• Required work:
Pull every line holding the word "sorted" from the data below and copy it.

• Task data:
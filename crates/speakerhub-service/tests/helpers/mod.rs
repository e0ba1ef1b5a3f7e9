//! Shared in-memory fakes for service integration tests.

use std::sync::Mutex;
use std::sync::atomic::{AtomicBool, Ordering};

use async_trait::async_trait;
use bytes::Bytes;

use speakerhub_client::{ActivityDirectory, SpeakerCollection};
use speakerhub_core::error::AppError;
use speakerhub_core::result::AppResult;
use speakerhub_core::traits::{MediaStore, NoticeLevel, Notifier};
use speakerhub_core::types::{ActivityId, MediaRef, SpeakerId};
use speakerhub_entity::{
    Activity, ImagePatch, NewSpeaker, OrderEntry, SocialLinks, Speaker, SpeakerPatch,
};

/// Build a speaker record fixture.
pub fn speaker(id: i64, name: &str, description: &str, activity: Option<i64>) -> Speaker {
    serde_json::from_value(serde_json::json!({
        "id": id,
        "name": name,
        "description": description,
        "activity_id": activity
    }))
    .expect("speaker fixture")
}

/// Build a minimal valid create draft.
pub fn draft(name: &str, description: &str) -> NewSpeaker {
    NewSpeaker {
        name: name.to_string(),
        role: String::new(),
        description: description.to_string(),
        activity_id: None,
        links: SocialLinks::default(),
    }
}

/// Build an activity fixture.
pub fn activity(id: i64, name: &str) -> Activity {
    Activity {
        id: ActivityId::new(id),
        name: name.to_string(),
        date: None,
    }
}

/// In-memory speaker collection.
#[derive(Debug)]
pub struct FakeCollection {
    pub speakers: Mutex<Vec<Speaker>>,
    pub reorders: Mutex<Vec<Vec<OrderEntry>>>,
    pub fail_with: Mutex<Option<AppError>>,
    pub list_calls: Mutex<u32>,
    next_id: Mutex<i64>,
}

impl Default for FakeCollection {
    fn default() -> Self {
        Self {
            speakers: Mutex::default(),
            reorders: Mutex::default(),
            fail_with: Mutex::default(),
            list_calls: Mutex::default(),
            next_id: Mutex::new(1),
        }
    }
}

impl FakeCollection {
    pub fn seeded(speakers: Vec<Speaker>) -> Self {
        let next_id = speakers.iter().map(|s| s.id.into_inner()).max().unwrap_or(0) + 1;
        Self {
            speakers: Mutex::new(speakers),
            next_id: Mutex::new(next_id),
            ..Self::default()
        }
    }

    pub fn fail_next_with(&self, message: &str) {
        *self.fail_with.lock().expect("lock") = Some(AppError::remote(message));
    }

    pub fn fail_next_malformed(&self, message: &str) {
        *self.fail_with.lock().expect("lock") = Some(AppError::malformed(message));
    }

    fn take_failure(&self) -> Option<AppError> {
        self.fail_with.lock().expect("lock").take()
    }
}

#[async_trait]
impl SpeakerCollection for FakeCollection {
    async fn list(&self) -> AppResult<Vec<Speaker>> {
        *self.list_calls.lock().expect("lock") += 1;
        if let Some(e) = self.take_failure() {
            return Err(e);
        }
        Ok(self.speakers.lock().expect("lock").clone())
    }

    async fn create(&self, draft: &NewSpeaker) -> AppResult<Speaker> {
        if let Some(e) = self.take_failure() {
            return Err(e);
        }
        let mut next_id = self.next_id.lock().expect("lock");
        let id = *next_id;
        *next_id += 1;
        let created = Speaker {
            id: SpeakerId::new(id),
            name: draft.name.clone(),
            role: draft.role.clone(),
            description: draft.description.clone(),
            image: Some(MediaRef::new(format!("slot-{id}"))),
            activity_id: draft.activity_id,
            links: draft.links.clone(),
        };
        self.speakers.lock().expect("lock").push(created.clone());
        Ok(created)
    }

    async fn update(&self, id: SpeakerId, patch: &SpeakerPatch) -> AppResult<Speaker> {
        if let Some(e) = self.take_failure() {
            return Err(e);
        }
        let mut speakers = self.speakers.lock().expect("lock");
        let speaker = speakers
            .iter_mut()
            .find(|s| s.id == id)
            .ok_or_else(|| AppError::not_found("Speaker not found"))?;
        speaker.name = patch.name.clone();
        speaker.role = patch.role.clone();
        speaker.description = patch.description.clone();
        speaker.activity_id = patch.activity_id;
        speaker.links = patch.links.clone();
        match &patch.image {
            ImagePatch::Unchanged => {}
            ImagePatch::Clear => speaker.image = None,
            ImagePatch::Set(media) => speaker.image = Some(media.clone()),
        }
        Ok(speaker.clone())
    }

    async fn delete(&self, id: SpeakerId) -> AppResult<()> {
        if let Some(e) = self.take_failure() {
            return Err(e);
        }
        self.speakers.lock().expect("lock").retain(|s| s.id != id);
        Ok(())
    }

    async fn reorder(&self, entries: &[OrderEntry]) -> AppResult<()> {
        if let Some(e) = self.take_failure() {
            return Err(e);
        }
        self.reorders.lock().expect("lock").push(entries.to_vec());
        let mut speakers = self.speakers.lock().expect("lock");
        speakers.sort_by_key(|s| {
            entries
                .iter()
                .find(|e| e.id == s.id)
                .map(|e| e.order)
                .unwrap_or(u32::MAX)
        });
        Ok(())
    }
}

/// In-memory activity directory.
#[derive(Debug, Default)]
pub struct FakeActivities {
    pub activities: Vec<Activity>,
}

impl FakeActivities {
    pub fn seeded(activities: Vec<Activity>) -> Self {
        Self { activities }
    }
}

#[async_trait]
impl ActivityDirectory for FakeActivities {
    async fn list(&self) -> AppResult<Vec<Activity>> {
        Ok(self.activities.clone())
    }
}

/// In-memory media store recording uploads and deletes.
#[derive(Debug, Default)]
pub struct FakeMedia {
    pub uploads: Mutex<Vec<(String, bool)>>,
    pub deletes: Mutex<Vec<String>>,
    pub reject_replace: AtomicBool,
    pub fail_all: AtomicBool,
}

impl FakeMedia {
    pub fn rejecting_replace() -> Self {
        let media = Self::default();
        media.reject_replace.store(true, Ordering::SeqCst);
        media
    }

    pub fn failing() -> Self {
        let media = Self::default();
        media.fail_all.store(true, Ordering::SeqCst);
        media
    }
}

#[async_trait]
impl MediaStore for FakeMedia {
    async fn upload(&self, media: &MediaRef, _data: Bytes, replace: bool) -> AppResult<()> {
        self.uploads
            .lock()
            .expect("lock")
            .push((media.to_string(), replace));
        if self.fail_all.load(Ordering::SeqCst) {
            return Err(AppError::media("Image upload failed"));
        }
        if replace && self.reject_replace.load(Ordering::SeqCst) {
            return Err(AppError::media("No existing image to replace"));
        }
        Ok(())
    }

    async fn delete(&self, media: &MediaRef) -> AppResult<()> {
        self.deletes.lock().expect("lock").push(media.to_string());
        if self.fail_all.load(Ordering::SeqCst) {
            return Err(AppError::media("Image delete failed"));
        }
        Ok(())
    }

    fn public_url(&self, media: &MediaRef) -> String {
        format!("https://media.test/{media}")
    }

    async fn resolve_url(&self, media: &MediaRef) -> AppResult<String> {
        Ok(self.public_url(media))
    }
}

/// Notifier recording every notice it receives.
#[derive(Debug, Default)]
pub struct RecordingNotifier {
    pub notices: Mutex<Vec<(NoticeLevel, String)>>,
}

impl RecordingNotifier {
    pub fn contains(&self, level: NoticeLevel, fragment: &str) -> bool {
        self.notices
            .lock()
            .expect("lock")
            .iter()
            .any(|(l, m)| *l == level && m.contains(fragment))
    }
}

impl Notifier for RecordingNotifier {
    fn notify(&self, level: NoticeLevel, message: &str) {
        self.notices
            .lock()
            .expect("lock")
            .push((level, message.to_string()));
    }
}
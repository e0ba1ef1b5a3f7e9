//! Unified application error types for SpeakerHub.
//!
//! All crates map their internal errors into [`AppError`] for consistent
//! propagation through the ? operator. No fault in this subsystem is fatal:
//! every operation can be retried by re-invoking it.

use std::fmt;
use thiserror::Error;

/// Top-level error kind categorization used across the entire application.
#[derive(Debug, Clone, Copy, PartialEq, Eq, Hash, serde::Serialize, serde::Deserialize)]
pub enum ErrorKind {
    /// A transport/network fault — the request never produced a response.
    Transport,
    /// The remote endpoint rejected the request with a structured detail.
    Remote,
    /// The remote response had an unrecognized shape.
    Malformed,
    /// Input validation failed.
    Validation,
    /// A media store (image upload/delete) error occurred.
    Media,
    /// The requested resource was not found.
    NotFound,
    /// A configuration error occurred.
    Configuration,
    /// A serialization/deserialization error occurred.
    Serialization,
    /// An internal error occurred.
    Internal,
}

impl fmt::Display for ErrorKind {
    fn fmt(&self, f: &mut fmt::Formatter<'_>) -> fmt::Result {
        match self {
            Self::Transport => write!(f, "TRANSPORT"),
            Self::Remote => write!(f, "REMOTE"),
            Self::Malformed => write!(f, "MALFORMED"),
            Self::Validation => write!(f, "VALIDATION"),
            Self::Media => write!(f, "MEDIA"),
            Self::NotFound => write!(f, "NOT_FOUND"),
            Self::Configuration => write!(f, "CONFIGURATION"),
            Self::Serialization => write!(f, "SERIALIZATION"),
            Self::Internal => write!(f, "INTERNAL"),
        }
    }
}

/// The unified application error used throughout SpeakerHub.
///
/// All crate-specific errors are mapped into `AppError` using `From` impls
/// or explicit `.map_err()` calls. The `message` is always suitable for
/// showing to the user: remote rejections carry the server-supplied detail
/// when one exists, and a generic per-operation default otherwise.
#[derive(Debug, Error)]
#[error("{kind}: {message}")]
pub struct AppError {
    /// The category of error.
    pub kind: ErrorKind,
    /// A human-readable error message.
    pub message: String,
    /// Optional underlying cause.
    #[source]
    pub source: Option<Box<dyn std::error::Error + Send + Sync>>,
}

impl AppError {
    /// Create a new application error.
    pub fn new(kind: ErrorKind, message: impl Into<String>) -> Self {
        Self {
            kind,
            message: message.into(),
            source: None,
        }
    }

    /// Create a new application error with an underlying cause.
    pub fn with_source(
        kind: ErrorKind,
        message: impl Into<String>,
        source: impl std::error::Error + Send + Sync + 'static,
    ) -> Self {
        Self {
            kind,
            message: message.into(),
            source: Some(Box::new(source)),
        }
    }

    /// Create a transport error.
    pub fn transport(message: impl Into<String>) -> Self {
        Self::new(ErrorKind::Transport, message)
    }

    /// Create a remote-rejection error.
    pub fn remote(message: impl Into<String>) -> Self {
        Self::new(ErrorKind::Remote, message)
    }

    /// Create a malformed-response error.
    pub fn malformed(message: impl Into<String>) -> Self {
        Self::new(ErrorKind::Malformed, message)
    }

    /// Create a validation error.
    pub fn validation(message: impl Into<String>) -> Self {
        Self::new(ErrorKind::Validation, message)
    }

    /// Create a media store error.
    pub fn media(message: impl Into<String>) -> Self {
        Self::new(ErrorKind::Media, message)
    }

    /// Create a not-found error.
    pub fn not_found(message: impl Into<String>) -> Self {
        Self::new(ErrorKind::NotFound, message)
    }

    /// Create a configuration error.
    pub fn configuration(message: impl Into<String>) -> Self {
        Self::new(ErrorKind::Configuration, message)
    }

    /// Create an internal error.
    pub fn internal(message: impl Into<String>) -> Self {
        Self::new(ErrorKind::Internal, message)
    }
}

impl Clone for AppError {
    fn clone(&self) -> Self {
        Self {
            kind: self.kind,
            message: self.message.clone(),
            source: None,
        }
    }
}

impl From<serde_json::Error> for AppError {
    fn from(err: serde_json::Error) -> Self {
        Self::with_source(
            ErrorKind::Serialization,
            format!("JSON serialization error: {err}"),
            err,
        )
    }
}

impl From<config::ConfigError> for AppError {
    fn from(err: config::ConfigError) -> Self {
        Self::with_source(
            ErrorKind::Configuration,
            format!("Configuration error: {err}"),
            err,
        )
    }
}
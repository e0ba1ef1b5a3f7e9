//! Client-side validation of social media URLs and drafts.
//!
//! These checks never reach the network: a failing field blocks submission
//! entirely and is reported back as a field-to-message mapping.

use regex::Regex;

use speakerhub_core::error::{AppError, ErrorKind};
use speakerhub_core::result::AppResult;
use speakerhub_entity::{SocialLinks, SocialPlatform};

/// Per-platform URL pattern checker.
///
/// Patterns are compiled once at construction. Handles accept Latin-1
/// supplement and Latin extended-A letters so accented names validate.
#[derive(Debug)]
pub struct SocialValidator {
    rules: Vec<(SocialPlatform, Regex, &'static str)>,
}

impl SocialValidator {
    /// Compile the platform patterns.
    pub fn new() -> AppResult<Self> {
        let compile = |pattern: &str| {
            Regex::new(pattern).map_err(|e| {
                AppError::with_source(ErrorKind::Internal, "Invalid social URL pattern", e)
            })
        };

        let rules = vec![
            (
                SocialPlatform::Linkedin,
                compile(
                    r"^https?://(www\.|[a-z]{2}\.)?linkedin\.com/(in|company)/[A-Za-z0-9\u{00C0}-\u{017F}_%-]+/?$",
                )?,
                "Please enter a valid LinkedIn profile URL (e.g., https://linkedin.com/in/username)",
            ),
            (
                SocialPlatform::Facebook,
                compile(
                    r"^https?://(www\.)?facebook\.com/[A-Za-z0-9\u{00C0}-\u{017F}._%-]+/?$",
                )?,
                "Please enter a valid Facebook profile URL (e.g., https://facebook.com/username)",
            ),
            (
                SocialPlatform::Instagram,
                compile(
                    r"^https?://(www\.)?instagram\.com/[A-Za-z0-9\u{00C0}-\u{017F}._%-]+/?$",
                )?,
                "Please enter a valid Instagram profile URL (e.g., https://instagram.com/username)",
            ),
            (
                SocialPlatform::Youtube,
                compile(
                    r"^https?://(www\.)?(youtube\.com/(@|channel/|c/)[A-Za-z0-9\u{00C0}-\u{017F}_%-]+|youtu\.be/[A-Za-z0-9\u{00C0}-\u{017F}_%-]+)/?$",
                )?,
                "Please enter a valid YouTube URL (e.g., https://youtube.com/@username)",
            ),
        ];

        Ok(Self { rules })
    }

    /// Check one URL against its platform pattern.
    ///
    /// Empty input always passes. Returns the user-facing message for
    /// invalid input.
    pub fn check(&self, platform: SocialPlatform, url: &str) -> Option<&'static str> {
        if url.is_empty() {
            return None;
        }
        self.rules
            .iter()
            .find(|(p, _, _)| *p == platform)
            .and_then(|(_, pattern, message)| {
                if pattern.is_match(url) {
                    None
                } else {
                    Some(*message)
                }
            })
    }

    /// Check every populated link, returning `(field, message)` pairs.
    pub fn check_links(&self, links: &SocialLinks) -> Vec<(&'static str, &'static str)> {
        links
            .iter()
            .filter_map(|(platform, url)| {
                url.and_then(|url| self.check(platform, url))
                    .map(|message| (platform.as_str(), message))
            })
            .collect()
    }
}

/// Flatten validator errors from a draft into a single validation fault.
pub fn draft_error(errors: &validator::ValidationErrors) -> AppError {
    let mut messages: Vec<String> = errors
        .field_errors()
        .into_iter()
        .flat_map(|(field, errs)| {
            errs.iter().map(move |e| {
                e.message
                    .as_ref()
                    .map(|m| m.to_string())
                    .unwrap_or_else(|| format!("Invalid value for {field}"))
            })
        })
        .collect();
    messages.sort();
    AppError::validation(messages.join("; "))
}

#[cfg(test)]
mod tests {
    use super::*;

    fn validator() -> SocialValidator {
        SocialValidator::new().expect("patterns compile")
    }

    #[test]
    fn test_empty_input_always_passes() {
        let v = validator();
        for platform in SocialPlatform::ALL {
            assert!(v.check(platform, "").is_none());
        }
    }

    #[test]
    fn test_linkedin_accepts_profiles_and_companies() {
        let v = validator();
        for url in [
            "https://linkedin.com/in/janedoe",
            "http://www.linkedin.com/in/jane-doe",
            "https://pt.linkedin.com/company/acme",
            "https://linkedin.com/in/janedoe/",
        ] {
            assert!(v.check(SocialPlatform::Linkedin, url).is_none(), "{url}");
        }
    }

    #[test]
    fn test_linkedin_rejects_other_paths() {
        let v = validator();
        for url in [
            "https://linkedin.com/janedoe",
            "https://linkedin.com/in/",
            "https://example.com/in/janedoe",
            "linkedin.com/in/janedoe",
        ] {
            assert!(v.check(SocialPlatform::Linkedin, url).is_some(), "{url}");
        }
    }

    #[test]
    fn test_facebook_and_instagram_accept_handles() {
        let v = validator();
        assert!(
            v.check(SocialPlatform::Facebook, "https://facebook.com/jane.doe")
                .is_none()
        );
        assert!(
            v.check(SocialPlatform::Instagram, "https://www.instagram.com/jane_doe")
                .is_none()
        );
        assert!(
            v.check(SocialPlatform::Facebook, "https://facebook.com/jane/doe")
                .is_some()
        );
    }

    #[test]
    fn test_youtube_accepts_channel_forms_and_short_links() {
        let v = validator();
        for url in [
            "https://youtube.com/@janedoe",
            "https://www.youtube.com/channel/UC12345",
            "https://youtube.com/c/JaneDoe",
            "https://youtu.be/dQw4w9WgXcQ",
        ] {
            assert!(v.check(SocialPlatform::Youtube, url).is_none(), "{url}");
        }
        assert!(
            v.check(SocialPlatform::Youtube, "https://youtube.com/watch?v=dQw4w9WgXcQ")
                .is_some()
        );
    }

    #[test]
    fn test_accented_handles_validate() {
        let v = validator();
        assert!(
            v.check(SocialPlatform::Instagram, "https://instagram.com/joão_silva")
                .is_none()
        );
    }

    #[test]
    fn test_check_links_reports_fields() {
        let v = validator();
        let mut links = SocialLinks::default();
        links.set(SocialPlatform::Linkedin, "not-a-url");
        links.set(SocialPlatform::Youtube, "https://youtu.be/abc");
        let failures = v.check_links(&links);
        assert_eq!(failures.len(), 1);
        assert_eq!(failures[0].0, "linkedin");
    }
}
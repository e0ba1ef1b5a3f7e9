//! Speaker directory store.
//!
//! Owns the canonical local projection of the remote speaker collection.
//! The list is wholly replaced on every successful refresh; it is a
//! read-through projection of server state, not an independent cache.

use std::sync::Arc;

use validator::Validate;

use speakerhub_client::{
    ActivityDirectory, HttpActivityDirectory, HttpSpeakerCollection, SpeakerCollection,
};
use speakerhub_core::config::AppConfig;
use speakerhub_core::error::ErrorKind;
use speakerhub_core::result::AppResult;
use speakerhub_core::traits::{MediaStore, NoticeLevel, Notifier};
use speakerhub_core::types::{ActivityId, PageResponse, SpeakerId};
use speakerhub_entity::{Activity, NewSpeaker, OrderEntry, Speaker, SpeakerPatch};

use crate::validate::draft_error;
use crate::views::{self, ListQuery, SpeakerSortField};

/// Direction for an adjacent-swap reorder.
#[derive(Debug, Clone, Copy, PartialEq, Eq)]
pub enum MoveDirection {
    /// Swap with the previous visible row.
    Up,
    /// Swap with the next visible row.
    Down,
}

/// The speaker directory store.
///
/// Collaborators are injected at construction; there is no ambient access
/// to the host platform. All remote faults come back as error values and
/// are additionally recorded in [`DirectoryStore::last_error`] — the store
/// never enters an unrecoverable state, a fresh refresh can always be
/// retried.
#[derive(Debug)]
pub struct DirectoryStore {
    collection: Arc<dyn SpeakerCollection>,
    activity_directory: Arc<dyn ActivityDirectory>,
    notifier: Arc<dyn Notifier>,
    speakers: Vec<Speaker>,
    activities: Vec<Activity>,
    query: ListQuery,
    page_size: u64,
    loading: bool,
    last_error: Option<String>,
    // Monotonic refresh counter. A response is only applied when no newer
    // refresh was issued while it was in flight, so overlapping refreshes
    // cannot let a stale response overwrite a newer list.
    refresh_seq: u64,
}

impl DirectoryStore {
    /// Create a new store.
    pub fn new(
        collection: Arc<dyn SpeakerCollection>,
        activity_directory: Arc<dyn ActivityDirectory>,
        notifier: Arc<dyn Notifier>,
        page_size: u64,
    ) -> Self {
        Self {
            collection,
            activity_directory,
            notifier,
            speakers: Vec::new(),
            activities: Vec::new(),
            query: ListQuery::default(),
            page_size: page_size.max(1),
            loading: false,
            last_error: None,
            refresh_seq: 0,
        }
    }

    /// Create a store backed by the configured HTTP endpoints.
    pub fn from_config(config: &AppConfig, notifier: Arc<dyn Notifier>) -> AppResult<Self> {
        let collection = Arc::new(HttpSpeakerCollection::from_config(&config.api)?);
        let activity_directory = Arc::new(HttpActivityDirectory::from_config(&config.api)?);
        Ok(Self::new(
            collection,
            activity_directory,
            notifier,
            config.list.page_size,
        ))
    }

    /// The current local projection, in server order.
    pub fn speakers(&self) -> &[Speaker] {
        &self.speakers
    }

    /// The cached activity collection.
    pub fn activities(&self) -> &[Activity] {
        &self.activities
    }

    /// Whether a remote call is in flight.
    pub fn is_loading(&self) -> bool {
        self.loading
    }

    /// The message of the most recent failed operation, if any.
    pub fn last_error(&self) -> Option<&str> {
        self.last_error.as_deref()
    }

    /// The current view query state.
    pub fn query(&self) -> &ListQuery {
        &self.query
    }

    /// Set the free-text filter.
    pub fn set_search(&mut self, search: impl Into<String>) {
        self.query.search = search.into();
    }

    /// Set or clear the activity filter.
    pub fn set_activity_filter(&mut self, activity: Option<ActivityId>) {
        self.query.activity = activity;
    }

    /// Select a sort column (re-selecting flips the direction).
    pub fn toggle_sort(&mut self, field: SpeakerSortField) {
        self.query.sort.toggle(field);
    }

    /// Jump to a page (1-based).
    pub fn set_page(&mut self, page: u64) {
        self.query.page = page.max(1);
    }

    /// The current page of the filtered and sorted list.
    pub fn view(&self) -> PageResponse<Speaker> {
        views::page(&self.speakers, &self.activities, &self.query, self.page_size)
    }

    /// The full visible ordering (filtered and sorted, unpaginated).
    pub fn visible(&self) -> Vec<&Speaker> {
        views::visible(&self.speakers, &self.activities, &self.query)
    }

    /// Retrieve the full collection and replace the local projection.
    pub async fn refresh(&mut self) -> AppResult<()> {
        self.refresh_seq += 1;
        let seq = self.refresh_seq;
        self.loading = true;
        self.last_error = None;

        let result = self.collection.list().await;
        self.loading = false;

        match result {
            Ok(speakers) => {
                if seq == self.refresh_seq {
                    self.speakers = speakers;
                } else {
                    tracing::debug!(seq, "Dropping stale refresh response");
                }
                Ok(())
            }
            Err(e) => {
                // An unrecognized response shape empties the projection
                // rather than leaving a list the server no longer vouches
                // for; transport and rejection faults keep the last good
                // list so the screen stays usable.
                if e.kind == ErrorKind::Malformed {
                    self.speakers.clear();
                }
                self.last_error = Some(e.message.clone());
                Err(e)
            }
        }
    }

    /// Refresh the cached activity collection.
    pub async fn refresh_activities(&mut self) -> AppResult<()> {
        match self.activity_directory.list().await {
            Ok(activities) => {
                self.activities = activities;
                Ok(())
            }
            Err(e) => {
                self.last_error = Some(e.message.clone());
                Err(e)
            }
        }
    }

    /// Create a record. Returns the server-assigned record (including its
    /// id and image slot) so the caller can chain an image upload.
    pub async fn create(&mut self, draft: &NewSpeaker) -> AppResult<Speaker> {
        draft.validate().map_err(|e| draft_error(&e))?;
        self.loading = true;
        self.last_error = None;
        let result = self.collection.create(draft).await;
        self.loading = false;
        result.inspect_err(|e| self.last_error = Some(e.message.clone()))
    }

    /// Update a record by id.
    pub async fn update(&mut self, id: SpeakerId, patch: &SpeakerPatch) -> AppResult<Speaker> {
        patch.validate().map_err(|e| draft_error(&e))?;
        self.loading = true;
        self.last_error = None;
        let result = self.collection.update(id, patch).await;
        self.loading = false;
        result.inspect_err(|e| self.last_error = Some(e.message.clone()))
    }

    /// Delete a record by id. Does not touch the associated image
    /// resource; that cleanup is an explicit editor action.
    pub async fn delete(&mut self, id: SpeakerId) -> AppResult<()> {
        self.loading = true;
        self.last_error = None;
        let result = self.collection.delete(id).await;
        self.loading = false;
        result.inspect_err(|e| self.last_error = Some(e.message.clone()))
    }

    /// Persist a complete new ordering, then refresh the projection.
    pub async fn reorder(&mut self, entries: &[OrderEntry]) -> AppResult<()> {
        match self.collection.reorder(entries).await {
            Ok(()) => {
                self.notifier
                    .notify(NoticeLevel::Success, "Speakers reordered");
                self.refresh().await
            }
            Err(e) => {
                self.last_error = Some(e.message.clone());
                self.notifier.notify(NoticeLevel::Error, &e.message);
                Err(e)
            }
        }
    }

    /// Swap a visible row with its neighbour and persist the new ordering.
    ///
    /// `index` addresses the full visible (filtered and sorted) ordering.
    /// Moving past either boundary is a silent no-op.
    pub async fn move_speaker(
        &mut self,
        index: usize,
        direction: MoveDirection,
    ) -> AppResult<()> {
        let mut ordered = views::visible_ids(&self.speakers, &self.activities, &self.query);
        if index >= ordered.len() {
            return Ok(());
        }
        let target = match direction {
            MoveDirection::Up => match index.checked_sub(1) {
                Some(target) => target,
                None => return Ok(()),
            },
            MoveDirection::Down => {
                let target = index + 1;
                if target >= ordered.len() {
                    return Ok(());
                }
                target
            }
        };
        ordered.swap(index, target);

        let entries: Vec<OrderEntry> = ordered
            .into_iter()
            .enumerate()
            .map(|(position, id)| OrderEntry {
                id,
                order: position as u32,
            })
            .collect();
        self.reorder(&entries).await
    }

    /// Serialize the current filtered list to the export artifact.
    pub fn export_json(&self, media: &dyn MediaStore) -> AppResult<String> {
        let visible = self.visible();
        crate::export::export_json(&visible, &self.activities, media)
    }
}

• Solution:
    /// The current page of the filtered and sorted list.
    /// The full visible ordering (filtered and sorted, unpaginated).
    /// `index` addresses the full visible (filtered and sorted) ordering.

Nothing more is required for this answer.